Words of mouth I’ve seen on this was that the whole FPGA craze was a war on 5G tower equipment, which AMD/Xilinx took all, and Altera is now a dead weight on Intel.


Pretty sure the emulator community would be pretty psyched about a consumer priced fpga.


> They have better tools, documentation, and support than Gowin, who is a recent Chinese FPGA upstart using stolen Lattice IP and hires.

Naive of me to ask, but how are they allowed to sell anywhere outside of China?


> stolen Lattice IP and hires

If this is true, then the bitstream for Gowin and Lattice parts would be similar and both are being actively reverse engineered to be supported by OSS tools.

It would be nice to see more evidence of this.


I don't think there is any evidence of this. Open Source tools fully support Lattice (low end) FPGAs, and support for Gowin FPGAs is not quite as mature. It seems that many of the initial FPGA patents have expired, and that's why many small FPGA vendors are appearing. Please correct me if I am wrong.


I agree. IP theft is a bold claim, that is why I was asking for more citations.

Not only are the patent expired, but there are three projects that generate FPGA fabrics programmatically. FPGAs are extremely easy to construct as they are a repeating lattice.


They have announced the new Agilex 3 line, which should include some CPLD price point parts and be a real rebirth for ~$100/unit modern devices.


Lets see I guess... I'm not holding my breath, but it'd be great to not use Vivado's slow ass Java IDE one day.

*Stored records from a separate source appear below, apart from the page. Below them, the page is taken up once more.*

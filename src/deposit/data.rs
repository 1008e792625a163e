use alloy::primitives::B256;
use eyre::{Result, eyre};
use tree_hash::TreeHash;

use super::{
    types::{BlsPublicKey, BlsSignature, DEPOSIT_AMOUNT_GWEI, NetworkConfig},
    verify::{compute_domain, compute_signing_root},
};

// https://github.com/ethereum/consensus-specs/blob/dev/specs/phase0/beacon-chain.md#bls-signatures
pub const BLS_DST: &[u8] = b"BLS_SIG_BLS12381G2_XMD:SHA-256_SSWU_RO_POP_";

/// BLS12-381 validator secret key, held in memory only, together with the
/// public key it is known by (keystores record it next to the secret)
#[derive(Clone)]
pub struct ValidatorKey {
    secret: blst::min_pk::SecretKey,
    pubkey: BlsPublicKey,
}

impl std::fmt::Debug for ValidatorKey {
    fn fmt(&self, f: &mut std::fmt::Formatter) -> std::fmt::Result {
        f.debug_struct("ValidatorKey")
            .field("pubkey", &self.public_key())
            .finish_non_exhaustive()
    }
}

impl From<blst::min_pk::SecretKey> for ValidatorKey {
    fn from(secret: blst::min_pk::SecretKey) -> Self {
        let pubkey = secret.sk_to_pk().compress().into();
        ValidatorKey { secret, pubkey }
    }
}

impl ValidatorKey {
    pub fn from_bytes(secret: &[u8]) -> Result<Self> {
        let secret = blst::min_pk::SecretKey::from_bytes(secret)
            .map_err(|e| eyre!("invalid validator secret key: {:?}", e))?;
        Ok(ValidatorKey::from(secret))
    }

    /// Key material as stored in a keystore, the recorded public key is
    /// taken as is and not checked against the secret
    pub fn from_keystore(secret: &[u8], pubkey: BlsPublicKey) -> Result<Self> {
        let key = ValidatorKey::from_bytes(secret)?;
        Ok(ValidatorKey { pubkey, ..key })
    }

    /// Key from input keying material (at least 32 bytes)
    pub fn from_ikm(ikm: &[u8]) -> Result<Self> {
        let secret = blst::min_pk::SecretKey::key_gen(ikm, &[])
            .map_err(|e| eyre!("validator key generation failed: {:?}", e))?;
        Ok(ValidatorKey::from(secret))
    }

    pub fn to_bytes(&self) -> [u8; 32] {
        self.secret.to_bytes()
    }

    pub fn public_key(&self) -> BlsPublicKey {
        self.pubkey
    }

    /// Whether the recorded public key belongs to the secret
    pub fn is_consistent(&self) -> bool {
        self.pubkey.0 == self.secret.sk_to_pk().compress()
    }

    pub fn sign(&self, message: &[u8]) -> BlsSignature {
        self.secret.sign(message, BLS_DST, &[]).compress().into()
    }
}

/// The part of the deposit covered by the signature
#[derive(Debug, Clone, PartialEq, Eq, tree_hash_derive::TreeHash)]
pub struct DepositMessage {
    pub pubkey: BlsPublicKey,
    pub withdrawal_credentials: B256,
    pub amount: u64,
}

#[derive(Debug, Clone, PartialEq, Eq, tree_hash_derive::TreeHash, serde::Serialize)]
pub struct DepositData {
    /// Validator public key
    pub pubkey: BlsPublicKey,
    /// Withdrawal credentials
    pub withdrawal_credentials: B256,
    /// Amount of ether deposited in gwei
    #[serde(with = "serde_utils::quoted_u64")]
    pub amount: u64,
    /// Deposit signature
    pub signature: BlsSignature,
}

impl DepositData {
    /// SSZ hash tree root, the `deposit_data_root` checked by the deposit contract
    pub fn data_root(&self) -> B256 {
        self.tree_hash_root()
    }
}

/// Signs a deposit of the protocol amount to `withdrawal_credentials`
pub fn build_deposit_data(
    key: &ValidatorKey,
    withdrawal_credentials: B256,
    network: &NetworkConfig,
) -> DepositData {
    let message = DepositMessage {
        pubkey: key.public_key(),
        withdrawal_credentials,
        amount: DEPOSIT_AMOUNT_GWEI,
    };
    let domain = compute_domain(
        network.domain_deposit,
        network.genesis_fork_version,
        network.genesis_validators_root,
    );
    let signing_root = compute_signing_root(message.tree_hash_root(), domain);
    DepositData {
        pubkey: message.pubkey,
        withdrawal_credentials: message.withdrawal_credentials,
        amount: message.amount,
        signature: key.sign(signing_root.as_slice()),
    }
}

Quartus is light years faster seemingly.


What is even a "low-end" application of FPGAs, if you don't mind my asking?


Some embedded stuff where the FPGA is used to implement some logic on I/Os, some processing that needs to be fast or implement some i2c, CAN, SPI controller trough IP core. Basically a more flexible way than having different chips on the board.


Damn i hoped we would one day get a customizable fpga into our CPUs. I hoped that it would make sense to install certain instructions on your fpga depending on your workloads. I guess this either kills that possibility or pushes it into a very far future.

I do not understand this part though:

> There was talk of hybrid CPU-FPGA packages, which never seem to get > commercialized because no system architect likes static ratios of compute – > unless they are determining the ratios. Like the hyperscalers and cloud > builders, who can tell companies like Intel and AMD what their product > roadmaps need to look like.

What do not see what they mean by ratio here. Do they mean die ratio between cpu and fpga?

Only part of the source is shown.